BY AMY MATTSON | JUNE 18, 2009 7:21 AM

One hue dominated the Pedestrian Mall on Wednesday: green, in support of Mir Hossein Mousavi — the loser in Iran’s June 12 disputed presidential election.

The UI Persian Student Organization displayed its solidarity with Mousavi by supporting the downtown rally.

“The things that are taking place seem unreasonable,” said Amir Touliat, who left Iran at age 12. “I figure I can do my part — supporting the cause.”

Recent events spurred UI alumnus Vashar Vasef to action. Vasef — a native Iranian — organized the Pedestrian Mall rally to discourage U.S. government recognition of victor and incumbent President Mahmoud Ahmadinejad.

Vasef hopes to sway senators and congressmen by obtaining several hundred petition signatures.
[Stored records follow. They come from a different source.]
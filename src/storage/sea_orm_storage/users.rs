//! 用户与权限存储操作

use super::SeaOrmStorage;
use crate::entity::capability_grants::Column as GrantColumn;
use crate::entity::prelude::{CapabilityGrants, UserActiveModel, Users};
use crate::entity::users::Column;
use crate::errors::{AdminCommentError, Result};
use crate::models::users::entities::{CapabilityGrant, GuestIdentity, User};
use sea_orm::{ActiveModelTrait, ColumnTrait, EntityTrait, QueryFilter, QueryOrder, Set};
use tracing::warn;

impl SeaOrmStorage {
    /// 通过 ID 获取用户
    pub async fn get_user_by_id_impl(&self, id: i64) -> Result<Option<User>> {
        let result = Users::find_by_id(id)
            .one(&self.db)
            .await
            .map_err(|e| AdminCommentError::database_operation(format!("查询用户失败: {e}")))?;

        Ok(result.map(|m| m.into_user()))
    }

    /// 获取系统访客用户
    pub async fn get_guest_user_impl(&self) -> Result<Option<GuestIdentity>> {
        let result = Users::find()
            .filter(Column::Username.eq(User::GUEST_USERNAME))
            .one(&self.db)
            .await
            .map_err(|e| AdminCommentError::database_operation(format!("查询访客用户失败: {e}")))?;

        Ok(result.map(|m| m.into_guest_identity()))
    }

    /// 创建系统访客用户
    pub async fn create_guest_user_impl(&self) -> Result<GuestIdentity> {
        let now = chrono::Utc::now().timestamp();

        let model = UserActiveModel {
            username: Set(User::GUEST_USERNAME.to_string()),
            email: Set("root@localhost".to_string()),
            first_name: Set("Guest user".to_string()),
            last_name: Set(" ".to_string()),
            image_alt: Set(None),
            suspended: Set(false),
            created_at: Set(now),
            ..Default::default()
        };

        let result = model
            .insert(&self.db)
            .await
            .map_err(|e| AdminCommentError::database_operation(format!("创建访客用户失败: {e}")))?;

        Ok(result.into_guest_identity())
    }

    /// 列出用户的全部权限授予
    pub async fn list_capability_grants_impl(&self, user_id: i64) -> Result<Vec<CapabilityGrant>> {
        let results = CapabilityGrants::find()
            .filter(GrantColumn::UserId.eq(user_id))
            .order_by_asc(GrantColumn::Id)
            .all(&self.db)
            .await
            .map_err(|e| AdminCommentError::database_operation(format!("查询权限失败: {e}")))?;

        let mut grants = Vec::with_capacity(results.len());
        for model in results {
            let id = model.id;
            match model.into_grant() {
                Some(grant) => grants.push(grant),
                // 跳过无法识别的上下文层级，不影响其他授予
                None => warn!("Ignoring capability grant {} with unknown context level", id),
            }
        }

        Ok(grants)
    }
}

#[cfg(test)]
mod tests {
    use super::super::TempDatabase;
    use super::*;
    use crate::entity::prelude::CapabilityGrantActiveModel;
    use crate::models::users::entities::CapabilityScope;

    async fn insert_user(storage: &SeaOrmStorage, username: &str) -> i64 {
        UserActiveModel {
            username: Set(username.to_string()),
            email: Set(format!("{username}@example.com")),
            first_name: Set("Test".to_string()),
            last_name: Set(username.to_string()),
            image_alt: Set(None),
            suspended: Set(false),
            created_at: Set(0),
            ..Default::default()
        }
        .insert(&storage.db)
        .await
        .unwrap()
        .id
    }

    async fn insert_grant(storage: &SeaOrmStorage, user_id: i64, level: &str, instance_id: i64) {
        CapabilityGrantActiveModel {
            user_id: Set(user_id),
            capability: Set("mod/assign:grade".to_string()),
            context_level: Set(level.to_string()),
            instance_id: Set(instance_id),
            ..Default::default()
        }
        .insert(&storage.db)
        .await
        .unwrap();
    }

    #[tokio::test]
    async fn test_guest_is_found_by_username() {
        let (storage, _db) = TempDatabase::open().await;
        insert_user(&storage, "teacher").await;
        assert!(storage.get_guest_user_impl().await.unwrap().is_none());

        let created = storage.create_guest_user_impl().await.unwrap();
        let found = storage.get_guest_user_impl().await.unwrap().unwrap();

        assert_eq!(found, created);
        assert_eq!(found.email, "root@localhost");
        assert_eq!(found.image_alt, "");
    }

    #[tokio::test]
    async fn test_get_user_by_id() {
        let (storage, _db) = TempDatabase::open().await;
        let id = insert_user(&storage, "student").await;

        let user = storage.get_user_by_id_impl(id).await.unwrap().unwrap();
        assert_eq!(user.username, "student");
        assert!(!user.suspended);
        assert!(storage.get_user_by_id_impl(id + 100).await.unwrap().is_none());
    }

    #[tokio::test]
    async fn test_unknown_context_level_is_skipped() {
        let (storage, _db) = TempDatabase::open().await;
        let id = insert_user(&storage, "grader").await;
        insert_grant(&storage, id, "course", 2).await;
        insert_grant(&storage, id, "category", 5).await;
        insert_grant(&storage, id, "module", 11).await;

        let grants = storage.list_capability_grants_impl(id).await.unwrap();
        let scopes: Vec<CapabilityScope> = grants.iter().map(|g| g.scope).collect();
        assert_eq!(
            scopes,
            vec![CapabilityScope::course(2), CapabilityScope::module(11)]
        );
    }
}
Event organizers collected 102 signatures and said they expected more to sign throughout the week.

Ahmadinejad is accused of election fraud, and many Iranians point to the surprisingly quick tally of millions of hand-counted ballots. President since 2005, Ahmadinejad’s landslide re-election has sparked a recent rash of protests across Iran — and across the United States.

Men and women here donned green armbands and took up neon signs.

“Down with the dictator,” they read. “We’re supporting democracy.”

Vasef explained that the students — mostly UI Ph.D. candidates — had personal stakes in the elections.

“We all have family over there,” he said.

Vasef left relatives behind and fled Iran in 1988, during the Iran-Iraq war. Nine years old at the time, he took an overnight bus route to neighboring Turkey with his mother and brother. The clan pretended to be vacationers in order to escape detection, before eventually obtaining political asylum in the United States.

Now, Vasef hopes his family in Iran will have the same opportunities he has been afforded in America.

“I’ve always wanted to see a freer, more democratic Iran,” he said. “If that happens, I can’t explain how happy I’ll be.”

Not all took Vasef’s clipboard and flier approach. UI doctoral student Mohammad Hajimirzaie walked around with a small bundle of pink flowers. “It shows peace,” he said and expressed a desire to stop the violence in Iran he believes to stem from Ahmadinejad’s regime.

For Maysam Takapoo, a UI research assistant who grew up in Iran the rally was a chance to reclaim “stolen votes” and garner support. Clad in a Persian Pride T-shirt and distributing green armbands, he summed up the general feeling: “We want change.”

And for anyone who doubts it’s possible, just speak with Touliat.

“The night is always darkest before the dawn,” he said.